Segment Start: Records for the task

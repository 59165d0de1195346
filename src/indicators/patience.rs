//! Patience-candle detection.
//!
//! Scans the most recent bars for a small-bodied consolidation candle
//! sitting on a reference level, confirmed by the following bar closing in
//! the trade direction. ATR normalizes the placement tolerance so the same
//! shape test works across price scales.

use serde::{Deserialize, Serialize};

use crate::common::math::clamp_score;
use crate::models::features::Bar;
use crate::models::signal::Direction;

/// Candidate candle plus its confirmation bar.
pub const MIN_BARS: usize = 2;

/// Body must stay within this fraction of the candle's range.
const MAX_BODY_RATIO: f64 = 0.4;

/// Candle placement tolerance, in ATR multiples, around the reference level.
const PLACEMENT_ATR_MULTIPLE: f64 = 0.25;

#[derive(Debug, Clone, Copy, PartialEq, Serialize, Deserialize)]
pub struct PatienceReading {
    pub detected: bool,
    /// 0-100; rewards tighter bodies and better placement on the level.
    pub score: f64,
}

impl PatienceReading {
    pub fn none() -> Self {
        Self {
            detected: false,
            score: 0.0,
        }
    }
}

/// Detect a patience candle against `reference` (the level the setup is
/// leaning on). Total: short sequences and missing ATR report "none".
pub fn detect(bars: &[Bar], reference: f64, atr: Option<f64>, direction: Direction) -> PatienceReading {
    if bars.len() < MIN_BARS {
        return PatienceReading::none();
    }
    let atr = match atr.filter(|a| a.is_finite() && *a > 0.0) {
        Some(atr) => atr,
        None => return PatienceReading::none(),
    };
    if !reference.is_finite() || reference <= 0.0 {
        return PatienceReading::none();
    }

    let candidate = &bars[bars.len() - 2];
    let confirmation = &bars[bars.len() - 1];

    let range = candidate.range();
    if range <= 0.0 {
        return PatienceReading::none();
    }
    let body_ratio = candidate.body() / range;
    if body_ratio > MAX_BODY_RATIO {
        return PatienceReading::none();
    }

    // Placement: the candle's level-side extreme must hug the reference.
    let tolerance = atr * PLACEMENT_ATR_MULTIPLE;
    let placement_distance = match direction {
        Direction::Long => (candidate.low - reference).abs(),
        Direction::Short => (candidate.high - reference).abs(),
    };
    let held_side = match direction {
        Direction::Long => candidate.close >= reference,
        Direction::Short => candidate.close <= reference,
    };
    if placement_distance > tolerance || !held_side {
        return PatienceReading::none();
    }

    // Directional confirmation on the following bar.
    let confirmed = match direction {
        Direction::Long => confirmation.close > candidate.high,
        Direction::Short => confirmation.close < candidate.low,
    };
    if !confirmed {
        return PatienceReading::none();
    }

    // Tighter body: up to 50. Tighter placement: up to 30. Confirmation
    // follow-through relative to ATR: up to 20.
    let body_component = (1.0 - body_ratio / MAX_BODY_RATIO) * 50.0;
    let placement_component = (1.0 - placement_distance / tolerance) * 30.0;
    let follow_through = match direction {
        Direction::Long => confirmation.close - candidate.high,
        Direction::Short => candidate.low - confirmation.close,
    };
    let confirmation_component = (follow_through / atr).clamp(0.0, 1.0) * 20.0;

    PatienceReading {
        detected: true,
        score: clamp_score(body_component + placement_component + confirmation_component),
    }
}
//! Tracing bootstrap for hosts embedding the engine.
//!
//! The engine itself only emits events through the `tracing` macros; a
//! host that wants them visible calls [`init_logging`] once at startup.

use crate::config::get_environment;
use tracing_subscriber::{fmt, layer::SubscriberExt, util::SubscriberInitExt, EnvFilter};

/// Install the global subscriber, picking a formatter from the deployment
/// environment: JSON lines in production, ANSI-colored human-readable
/// output everywhere else. `RUST_LOG` overrides the default `info` filter.
pub fn init_logging() {
    let env = get_environment();
    let env_filter = EnvFilter::try_from_default_env().unwrap_or_else(|_| EnvFilter::new("info"));

    let is_production = matches!(env.as_str(), "production" | "prod");

    if is_production {
        tracing_subscriber::registry()
            .with(env_filter)
            .with(
                fmt::layer()
                    .json()
                    .with_target(true)
                    .with_file(true)
                    .with_line_number(true)
                    .with_writer(std::io::stdout),
            )
            .init();
    } else {
        tracing_subscriber::registry()
            .with(env_filter)
            .with(
                fmt::layer()
                    .with_target(true)
                    .with_file(true)
                    .with_line_number(true)
                    .with_ansi(true)
                    .with_writer(std::io::stdout),
            )
            .init();
    }
}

Segment End: Records for the task

• Work item
Wherever the word "following" turns up in the records above, copy the line that holds it.

• Response
//! sitting on a reference level, confirmed by the following bar closing in
    // Directional confirmation on the following bar.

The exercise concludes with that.